* EXERCISE OBJECTIVE:
Exactly the lines from the start of the data below through the line containing "pub fn prices(&self)" must be returned, and no others.

* DATA FOR REVIEW:
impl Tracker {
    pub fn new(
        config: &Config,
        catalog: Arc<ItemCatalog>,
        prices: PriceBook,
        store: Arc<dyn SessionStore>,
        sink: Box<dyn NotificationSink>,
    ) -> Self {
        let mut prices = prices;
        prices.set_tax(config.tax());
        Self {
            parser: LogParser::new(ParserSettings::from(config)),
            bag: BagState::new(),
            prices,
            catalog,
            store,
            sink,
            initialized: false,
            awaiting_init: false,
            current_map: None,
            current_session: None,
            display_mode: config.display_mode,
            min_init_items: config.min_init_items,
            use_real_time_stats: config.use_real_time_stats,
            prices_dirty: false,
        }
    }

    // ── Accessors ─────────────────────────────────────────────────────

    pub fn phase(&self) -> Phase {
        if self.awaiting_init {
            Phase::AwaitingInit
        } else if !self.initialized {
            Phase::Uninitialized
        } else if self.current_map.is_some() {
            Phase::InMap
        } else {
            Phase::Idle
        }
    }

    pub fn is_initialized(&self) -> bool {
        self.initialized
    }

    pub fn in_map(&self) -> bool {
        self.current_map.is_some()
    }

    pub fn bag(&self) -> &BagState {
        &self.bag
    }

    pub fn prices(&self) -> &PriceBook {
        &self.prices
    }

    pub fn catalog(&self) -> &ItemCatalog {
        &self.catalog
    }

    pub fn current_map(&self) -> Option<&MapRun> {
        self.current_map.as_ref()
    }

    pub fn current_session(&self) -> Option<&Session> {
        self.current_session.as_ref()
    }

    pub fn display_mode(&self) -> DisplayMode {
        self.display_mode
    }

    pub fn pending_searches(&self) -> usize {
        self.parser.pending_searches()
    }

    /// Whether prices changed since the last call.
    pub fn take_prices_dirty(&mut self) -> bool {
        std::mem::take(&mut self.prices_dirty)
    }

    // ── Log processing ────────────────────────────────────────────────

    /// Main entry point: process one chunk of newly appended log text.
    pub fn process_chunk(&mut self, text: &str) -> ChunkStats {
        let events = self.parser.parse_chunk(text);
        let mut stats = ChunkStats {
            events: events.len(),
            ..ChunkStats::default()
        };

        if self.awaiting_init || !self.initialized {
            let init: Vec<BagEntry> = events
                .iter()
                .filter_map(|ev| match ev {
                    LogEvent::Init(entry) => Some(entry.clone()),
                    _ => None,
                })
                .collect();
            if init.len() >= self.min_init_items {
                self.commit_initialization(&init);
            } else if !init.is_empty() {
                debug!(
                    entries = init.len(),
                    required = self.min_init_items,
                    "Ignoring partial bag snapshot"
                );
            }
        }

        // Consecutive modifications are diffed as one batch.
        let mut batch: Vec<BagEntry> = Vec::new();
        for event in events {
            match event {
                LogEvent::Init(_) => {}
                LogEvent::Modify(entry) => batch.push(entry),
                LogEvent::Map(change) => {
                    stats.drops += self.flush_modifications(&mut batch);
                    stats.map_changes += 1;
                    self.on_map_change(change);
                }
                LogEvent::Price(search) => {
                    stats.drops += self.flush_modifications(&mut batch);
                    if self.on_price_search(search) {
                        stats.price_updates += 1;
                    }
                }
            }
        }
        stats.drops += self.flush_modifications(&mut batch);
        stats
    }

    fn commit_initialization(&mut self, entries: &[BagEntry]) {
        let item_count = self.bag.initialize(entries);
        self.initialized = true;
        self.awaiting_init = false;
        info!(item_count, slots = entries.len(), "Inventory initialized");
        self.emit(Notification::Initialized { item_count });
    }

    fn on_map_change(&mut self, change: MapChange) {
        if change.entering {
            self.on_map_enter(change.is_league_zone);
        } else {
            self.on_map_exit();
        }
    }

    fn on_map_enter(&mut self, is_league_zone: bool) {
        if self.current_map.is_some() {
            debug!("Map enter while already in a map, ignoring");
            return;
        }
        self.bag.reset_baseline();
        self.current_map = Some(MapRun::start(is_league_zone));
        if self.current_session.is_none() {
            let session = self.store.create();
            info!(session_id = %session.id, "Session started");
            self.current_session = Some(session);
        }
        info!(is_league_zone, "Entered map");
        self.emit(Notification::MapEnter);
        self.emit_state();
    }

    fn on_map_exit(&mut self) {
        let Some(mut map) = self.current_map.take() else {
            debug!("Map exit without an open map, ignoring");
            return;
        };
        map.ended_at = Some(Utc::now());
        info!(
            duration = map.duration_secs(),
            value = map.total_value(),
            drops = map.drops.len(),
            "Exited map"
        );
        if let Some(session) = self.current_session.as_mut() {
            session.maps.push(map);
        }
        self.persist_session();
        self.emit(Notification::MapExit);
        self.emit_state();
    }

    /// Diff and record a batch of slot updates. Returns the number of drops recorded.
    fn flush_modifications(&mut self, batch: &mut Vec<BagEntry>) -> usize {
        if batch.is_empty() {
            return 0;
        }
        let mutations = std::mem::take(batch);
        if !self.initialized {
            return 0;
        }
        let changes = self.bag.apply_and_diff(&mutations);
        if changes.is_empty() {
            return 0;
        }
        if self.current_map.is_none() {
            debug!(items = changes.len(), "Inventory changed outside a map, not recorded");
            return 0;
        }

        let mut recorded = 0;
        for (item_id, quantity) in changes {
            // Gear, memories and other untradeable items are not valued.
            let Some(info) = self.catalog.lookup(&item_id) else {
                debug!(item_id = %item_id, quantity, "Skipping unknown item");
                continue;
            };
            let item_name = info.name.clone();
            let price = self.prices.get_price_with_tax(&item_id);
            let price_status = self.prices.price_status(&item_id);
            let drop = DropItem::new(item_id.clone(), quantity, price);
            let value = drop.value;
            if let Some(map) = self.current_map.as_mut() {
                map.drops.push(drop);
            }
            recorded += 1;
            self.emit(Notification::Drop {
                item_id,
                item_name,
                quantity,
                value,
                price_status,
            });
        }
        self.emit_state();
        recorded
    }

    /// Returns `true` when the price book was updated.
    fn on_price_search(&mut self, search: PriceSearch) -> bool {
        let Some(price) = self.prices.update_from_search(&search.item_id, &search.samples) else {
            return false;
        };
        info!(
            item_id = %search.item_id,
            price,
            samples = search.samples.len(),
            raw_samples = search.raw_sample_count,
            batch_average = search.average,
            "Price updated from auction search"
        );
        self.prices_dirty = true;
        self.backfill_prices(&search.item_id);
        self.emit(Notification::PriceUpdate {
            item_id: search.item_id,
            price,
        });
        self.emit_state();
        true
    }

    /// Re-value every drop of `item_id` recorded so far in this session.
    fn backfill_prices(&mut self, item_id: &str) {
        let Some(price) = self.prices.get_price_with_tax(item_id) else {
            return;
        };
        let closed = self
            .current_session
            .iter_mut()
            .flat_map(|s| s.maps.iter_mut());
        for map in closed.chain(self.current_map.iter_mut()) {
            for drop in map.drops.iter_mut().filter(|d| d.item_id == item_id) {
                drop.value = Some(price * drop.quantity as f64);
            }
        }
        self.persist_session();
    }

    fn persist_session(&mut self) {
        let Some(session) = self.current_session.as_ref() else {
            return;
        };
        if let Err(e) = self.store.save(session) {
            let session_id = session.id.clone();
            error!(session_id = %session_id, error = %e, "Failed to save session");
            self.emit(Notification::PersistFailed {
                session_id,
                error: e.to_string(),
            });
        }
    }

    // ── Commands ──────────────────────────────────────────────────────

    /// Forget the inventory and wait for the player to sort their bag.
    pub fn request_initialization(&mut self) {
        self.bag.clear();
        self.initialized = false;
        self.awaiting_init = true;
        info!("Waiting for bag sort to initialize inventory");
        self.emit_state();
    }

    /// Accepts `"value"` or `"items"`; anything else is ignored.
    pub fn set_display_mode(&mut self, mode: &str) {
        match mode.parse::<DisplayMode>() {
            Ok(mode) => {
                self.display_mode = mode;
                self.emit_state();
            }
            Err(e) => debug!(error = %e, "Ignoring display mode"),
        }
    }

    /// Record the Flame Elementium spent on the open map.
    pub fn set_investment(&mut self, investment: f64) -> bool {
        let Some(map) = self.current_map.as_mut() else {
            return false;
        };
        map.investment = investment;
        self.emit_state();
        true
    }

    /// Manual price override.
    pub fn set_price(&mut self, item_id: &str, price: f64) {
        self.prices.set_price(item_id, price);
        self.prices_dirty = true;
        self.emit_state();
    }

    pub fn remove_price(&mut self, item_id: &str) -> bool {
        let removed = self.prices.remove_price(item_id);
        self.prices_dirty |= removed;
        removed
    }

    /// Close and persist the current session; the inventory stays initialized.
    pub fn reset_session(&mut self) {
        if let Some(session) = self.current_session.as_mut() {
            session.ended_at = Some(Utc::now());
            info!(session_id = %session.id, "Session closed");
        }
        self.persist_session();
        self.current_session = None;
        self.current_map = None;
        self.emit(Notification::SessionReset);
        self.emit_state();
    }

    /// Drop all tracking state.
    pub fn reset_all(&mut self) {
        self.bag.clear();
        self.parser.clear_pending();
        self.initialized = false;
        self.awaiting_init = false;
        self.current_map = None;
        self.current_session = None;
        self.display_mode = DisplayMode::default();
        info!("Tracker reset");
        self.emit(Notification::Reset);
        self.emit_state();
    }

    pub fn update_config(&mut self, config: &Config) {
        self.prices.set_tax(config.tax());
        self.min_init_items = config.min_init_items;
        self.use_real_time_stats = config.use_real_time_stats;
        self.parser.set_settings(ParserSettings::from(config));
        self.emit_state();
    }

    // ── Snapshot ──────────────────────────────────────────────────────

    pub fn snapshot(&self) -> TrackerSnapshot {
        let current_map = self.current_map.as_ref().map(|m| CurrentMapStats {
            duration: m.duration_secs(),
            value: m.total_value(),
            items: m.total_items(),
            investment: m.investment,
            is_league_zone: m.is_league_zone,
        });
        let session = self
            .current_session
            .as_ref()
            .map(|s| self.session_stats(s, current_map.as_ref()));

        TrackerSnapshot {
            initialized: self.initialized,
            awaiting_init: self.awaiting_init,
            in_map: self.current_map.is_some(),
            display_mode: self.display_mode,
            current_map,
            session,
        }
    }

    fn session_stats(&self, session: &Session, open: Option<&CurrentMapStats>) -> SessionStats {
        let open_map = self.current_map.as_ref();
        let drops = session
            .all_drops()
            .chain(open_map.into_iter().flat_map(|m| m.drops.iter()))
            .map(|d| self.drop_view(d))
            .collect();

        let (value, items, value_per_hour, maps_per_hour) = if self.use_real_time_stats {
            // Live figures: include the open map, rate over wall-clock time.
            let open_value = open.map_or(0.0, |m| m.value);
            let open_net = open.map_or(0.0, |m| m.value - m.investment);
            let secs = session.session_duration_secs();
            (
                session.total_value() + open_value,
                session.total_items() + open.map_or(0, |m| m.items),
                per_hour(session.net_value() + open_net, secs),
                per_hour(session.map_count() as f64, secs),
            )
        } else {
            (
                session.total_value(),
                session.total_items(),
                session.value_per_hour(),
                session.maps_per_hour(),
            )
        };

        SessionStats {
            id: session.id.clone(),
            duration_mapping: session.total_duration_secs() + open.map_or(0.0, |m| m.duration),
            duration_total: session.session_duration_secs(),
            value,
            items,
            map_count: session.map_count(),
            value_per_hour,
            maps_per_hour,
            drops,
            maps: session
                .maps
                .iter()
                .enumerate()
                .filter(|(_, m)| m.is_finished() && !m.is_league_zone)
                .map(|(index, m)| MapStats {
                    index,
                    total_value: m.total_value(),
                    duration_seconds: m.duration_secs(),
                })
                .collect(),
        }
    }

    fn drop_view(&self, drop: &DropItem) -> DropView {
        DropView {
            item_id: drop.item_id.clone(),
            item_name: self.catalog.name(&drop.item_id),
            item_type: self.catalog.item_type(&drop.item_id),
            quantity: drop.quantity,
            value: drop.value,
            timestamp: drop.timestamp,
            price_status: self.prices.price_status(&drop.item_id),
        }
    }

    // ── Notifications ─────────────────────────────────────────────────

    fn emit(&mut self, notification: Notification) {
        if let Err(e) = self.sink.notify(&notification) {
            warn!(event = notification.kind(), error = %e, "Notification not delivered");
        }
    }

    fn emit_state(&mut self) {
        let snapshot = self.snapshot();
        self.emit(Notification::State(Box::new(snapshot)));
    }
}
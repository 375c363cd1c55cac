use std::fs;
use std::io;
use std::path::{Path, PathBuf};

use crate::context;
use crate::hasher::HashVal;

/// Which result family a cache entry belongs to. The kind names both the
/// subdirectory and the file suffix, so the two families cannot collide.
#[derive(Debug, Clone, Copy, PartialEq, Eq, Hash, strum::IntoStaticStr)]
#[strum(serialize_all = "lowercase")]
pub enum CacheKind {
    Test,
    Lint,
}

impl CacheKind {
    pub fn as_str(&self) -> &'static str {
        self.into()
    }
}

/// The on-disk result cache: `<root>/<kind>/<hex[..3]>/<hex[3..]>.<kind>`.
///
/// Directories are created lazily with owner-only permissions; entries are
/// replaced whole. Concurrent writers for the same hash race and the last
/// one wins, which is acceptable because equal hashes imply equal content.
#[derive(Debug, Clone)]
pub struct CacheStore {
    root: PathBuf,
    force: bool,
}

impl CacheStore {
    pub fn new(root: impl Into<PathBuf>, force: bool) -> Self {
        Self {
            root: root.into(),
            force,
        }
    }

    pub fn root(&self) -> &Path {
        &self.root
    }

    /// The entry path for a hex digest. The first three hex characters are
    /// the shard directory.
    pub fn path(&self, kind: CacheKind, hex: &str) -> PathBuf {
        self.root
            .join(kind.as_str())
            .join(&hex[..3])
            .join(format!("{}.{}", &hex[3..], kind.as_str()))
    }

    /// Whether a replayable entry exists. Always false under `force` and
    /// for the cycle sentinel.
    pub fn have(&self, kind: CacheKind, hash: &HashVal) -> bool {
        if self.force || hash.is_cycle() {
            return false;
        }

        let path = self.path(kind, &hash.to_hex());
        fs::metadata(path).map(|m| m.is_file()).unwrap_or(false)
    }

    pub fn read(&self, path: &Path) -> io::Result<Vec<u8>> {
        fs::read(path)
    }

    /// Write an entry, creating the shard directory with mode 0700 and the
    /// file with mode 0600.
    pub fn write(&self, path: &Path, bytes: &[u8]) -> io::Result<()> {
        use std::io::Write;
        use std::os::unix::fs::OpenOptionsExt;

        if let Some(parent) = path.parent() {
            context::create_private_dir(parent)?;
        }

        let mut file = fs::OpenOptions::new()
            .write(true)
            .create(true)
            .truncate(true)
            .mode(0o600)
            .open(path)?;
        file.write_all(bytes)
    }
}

* RESPONSE TO THIS EXERCISE:
impl Tracker {
    pub fn new(
        config: &Config,
        catalog: Arc<ItemCatalog>,
        prices: PriceBook,
        store: Arc<dyn SessionStore>,
        sink: Box<dyn NotificationSink>,
    ) -> Self {
        let mut prices = prices;
        prices.set_tax(config.tax());
        Self {
            parser: LogParser::new(ParserSettings::from(config)),
            bag: BagState::new(),
            prices,
            catalog,
            store,
            sink,
            initialized: false,
            awaiting_init: false,
            current_map: None,
            current_session: None,
            display_mode: config.display_mode,
            min_init_items: config.min_init_items,
            use_real_time_stats: config.use_real_time_stats,
            prices_dirty: false,
        }
    }

    // ── Accessors ─────────────────────────────────────────────────────

    pub fn phase(&self) -> Phase {
        if self.awaiting_init {
            Phase::AwaitingInit
        } else if !self.initialized {
            Phase::Uninitialized
        } else if self.current_map.is_some() {
            Phase::InMap
        } else {
            Phase::Idle
        }
    }

    pub fn is_initialized(&self) -> bool {
        self.initialized
    }

    pub fn in_map(&self) -> bool {
        self.current_map.is_some()
    }

    pub fn bag(&self) -> &BagState {
        &self.bag
    }

    pub fn prices(&self) -> &PriceBook {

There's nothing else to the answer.